Hi, I cut a mesquite fork around mid-late July and sealed the ends with polyurethane. Does anyone know how much longer I should let it dry?

Also, on my previous slingshot, my therabands would get nicked and develop holes that grew over time. I took a few fork hits that made the forks a lot rougher though, do sharp edges cause the bands to get damaged? Unfortunately I had to retire that slingshot, it was my first.


----------



## Btoon84 (Nov 22, 2011)

Yes. Sharp edges cause bands to wear faster. General rule of thumb for fork drying is a year per inch of thickness... Set it and forget it.  if patience is not your strong suit, dry it in the microwave 30 sec on let it cool down... 30 sec on cool down. At least 20min for a cool down in between.
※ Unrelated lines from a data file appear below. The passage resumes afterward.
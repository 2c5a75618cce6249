//! Tangent is a unified interface for driving chat-completion backends.
//!
//! # Overview
//! The crate provides a consistent API for working with different chat
//! backends by abstracting away provider-specific details. It covers:
//!
//! - Chat conversations as an append-only typed transcript
//! - Streaming and non-streaming generation with tool calling
//! - Token accounting and per-model cost estimation
//! - Remote tool servers over the Model Context Protocol (MCP)
//!
//! The agent runtime that drives multi-turn loops on top of these
//! primitives lives in the `tangent-agent` crate.

use serde::{Deserialize, Serialize};
use serde_json::{Map, Value};
use std::ops::{Add, AddAssign};

/// Chat conversations, the backend trait and streaming chunk types
pub mod chat;

/// Error types for the backend layer
pub mod error;

/// OpenAI-wire HTTP backend client
#[cfg(feature = "http-client")]
pub mod http;

/// Sessions to remote MCP tool servers
#[cfg(feature = "mcp")]
pub mod mcp;

/// Per-model unit prices for cost estimation
pub mod pricing;

/// Tool call represents a function call that a model wants to make.
/// This is a standardized structure used across all backends.
#[derive(Debug, Deserialize, Serialize, Clone, PartialEq)]
pub struct ToolCall {
    /// The ID of the tool call, unique within a turn.
    pub id: String,
    /// The type of the tool call (usually "function").
    #[serde(rename = "type")]
    pub call_type: String,
    /// The function to call.
    pub function: FunctionCall,
}

impl ToolCall {
    /// Convenience constructor for a `function`-typed call.
    pub fn function(
        id: impl Into<String>,
        name: impl Into<String>,
        arguments: Map<String, Value>,
    ) -> Self {
        Self {
            id: id.into(),
            call_type: "function".to_string(),
            function: FunctionCall {
                name: name.into(),
                arguments,
            },
        }
    }
}

/// FunctionCall contains details about which function to call and with what arguments.
#[derive(Debug, Deserialize, Serialize, Clone, PartialEq)]
pub struct FunctionCall {
    /// The name of the function to call.
    pub name: String,
    /// The arguments to pass to the function, as a parsed JSON object.
    pub arguments: Map<String, Value>,
}

/// Cumulative token accounting for a response or a whole run.
///
/// `Usage` composes as a monoid: [`Usage::default`] is the zero value and
/// addition is pointwise. Backends report one `Usage` per response with
/// `requests == 1`; callers fold them to obtain run totals.
#[derive(Debug, Serialize, Deserialize, Clone, Copy, PartialEq, Default)]
pub struct Usage {
    /// Number of prompt (input) tokens.
    #[serde(alias = "input_tokens")]
    pub prompt_tokens: u64,
    /// Number of completion (output) tokens.
    #[serde(alias = "output_tokens")]
    pub completion_tokens: u64,
    /// Total tokens billed for the request.
    pub total_tokens: u64,
    /// Number of backend requests this value accounts for.
    #[serde(default)]
    pub requests: u64,
    /// Estimated monetary cost in USD, derived from per-model unit prices.
    #[serde(default)]
    pub estimated_cost: f64,
}

impl Usage {
    /// Usage of a single request with the given token counts.
    pub fn from_tokens(prompt_tokens: u64, completion_tokens: u64) -> Self {
        Self {
            prompt_tokens,
            completion_tokens,
            total_tokens: prompt_tokens + completion_tokens,
            requests: 1,
            estimated_cost: 0.0,
        }
    }

    /// Same counts with the cost filled in from a price table.
    pub fn with_cost(mut self, cost: f64) -> Self {
        self.estimated_cost = cost;
        self
    }
}

impl Add for Usage {
    type Output = Usage;

    fn add(self, rhs: Usage) -> Usage {
        Usage {
            prompt_tokens: self.prompt_tokens + rhs.prompt_tokens,
            completion_tokens: self.completion_tokens + rhs.completion_tokens,
            total_tokens: self.total_tokens + rhs.total_tokens,
            requests: self.requests + rhs.requests,
            estimated_cost: self.estimated_cost + rhs.estimated_cost,
        }
    }
}

impl AddAssign for Usage {
    fn add_assign(&mut self, rhs: Usage) {
        *self = *self + rhs;
    }
}
use thiserror::Error;

#[derive(Error, Debug)]
pub enum TabCompareError {
    #[error("IO error: {0}")]
    Io(#[from] std::io::Error),

    #[error("CSV error: {0}")]
    Csv(#[from] csv::Error),

    #[error("Archive error: {0}")]
    Archive(#[from] zip::result::ZipError),

    #[error("Invalid configuration: {0}")]
    Config(String),

    #[error("Serialization error: {0}")]
    Serialization(String),

    #[error("Comparison error: {0}")]
    Comparison(String),
}

pub type Result<T> = std::result::Result<T, TabCompareError>;

/// Problem with a single field value. Recorded on the row result, never aborts a run.
#[derive(Error, Debug, Clone, PartialEq, Eq)]
pub enum ValueError {
    #[error("Column '{column}': value '{value}' is not a number")]
    NotANumber { column: String, value: String },

    #[error("Column '{column}': invalid expression '{expression}': {reason}")]
    InvalidExpression {
        column: String,
        expression: String,
        reason: String,
    },
}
Take longer if you can. Just nuke it slowly throughout the day. Careful not to cook it


----------



## Tortoise (Aug 28, 2013)

Btoon84 said:


> Yes. Sharp edges cause bands to wear faster. General rule of thumb for fork drying is a year per inch of thickness... Set it and forget it.  if patience is not your strong suit, dry it in the microwave 30 sec on let it cool down... 30 sec on cool down. At least 20min for a cool down in between. Take longer if you can. Just nuke it slowly throughout the day. Careful not to cook it


Thanks for the help. I'll definitely try the microwave idea, hopefully I don't start a campfire in my microwave haha.


----------



## All Buns Glazing (Apr 22, 2012)

I've used the microwave for quite a few forks and I haven't blown one up yet.


----------



## LVO (Sep 25, 2011)

Tortoise said:


> Btoon84 said:
> 
> 
> > Yes. Sharp edges cause bands to wear faster. General rule of thumb for fork drying is a year per inch of thickness... Set it and forget it.  if patience is not your strong suit, dry it in the microwave 30 sec on let it cool down... 30 sec on cool down. At least 20min for a cool down in between. Take longer if you can. Just nuke it slowly throughout the day. Careful not to cook it
> ...


Be careful not to burn it.....ESPECIALLY if you have a wife person around!


----------



## amm1266 (Mar 27, 2013)

the best of luck... microwave beats a year


----------